Work order: Output the listing in full. Every line stays exactly as it is.

----------------------------------------

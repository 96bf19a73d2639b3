use std::io;
use std::path::PathBuf;

use thiserror::Error;

#[derive(Debug, Error)]
pub enum ConfigError {
    #[error("failed to read config {path}: {source}")]
    Io { source: io::Error, path: PathBuf },
    #[error("failed to parse config {path}: {source}")]
    Parse {
        source: toml::de::Error,
        path: PathBuf,
    },
    #[error("invalid config value `{field}`: {reason}")]
    Invalid { field: &'static str, reason: String },
}

pub type Result<T> = std::result::Result<T, ConfigError>;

----------------------------------------

Solution to the exercise:
repository 96bf19a73d2639b3
use std::io;
use std::path::PathBuf;

use thiserror::Error;

#[derive(Debug, Error)]
pub enum ConfigError {
    #[error("failed to read config {path}: {source}")]
    Io { source: io::Error, path: PathBuf },
    #[error("failed to parse config {path}: {source}")]
    Parse {
        source: toml::de::Error,
        path: PathBuf,
    },
    #[error("invalid config value `{field}`: {reason}")]
    Invalid { field: &'static str, reason: String },
}

pub type Result<T> = std::result::Result<T, ConfigError>;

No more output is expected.